> _Entries provided_:
==================================================

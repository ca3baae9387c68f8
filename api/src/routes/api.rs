use actix_web::{get, Responder, Result};

use crate::models::responses::MessageResponse;

/// Liveness endpoint
#[utoipa::path(
    get,
    path = "/",
    responses(
        (status = 200, description = "Service is up", body = MessageResponse)
    ),
    tag = "API"
)]
#[get("/")]
pub async fn root() -> Result<impl Responder> {
    let response = MessageResponse {
        message: "Drone Telemetry API is running".to_string(),
    };
    Ok(actix_web::web::Json(response))
}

==================================================

> _Problem to solve_: Retype all of the records above, word for word.

> _Exercise solution_:
repository ca3baae9387c68f8
filename api/src/routes/api.rs
use actix_web::{get, Responder, Result};

use crate::models::responses::MessageResponse;

/// Liveness endpoint
#[utoipa::path(
    get,
    path = "/",
    responses(
        (status = 200, description = "Service is up", body = MessageResponse)
    ),
    tag = "API"
)]
#[get("/")]
pub async fn root() -> Result<impl Responder> {
    let response = MessageResponse {
        message: "Drone Telemetry API is running".to_string(),
    };
    Ok(actix_web::web::Json(response))
}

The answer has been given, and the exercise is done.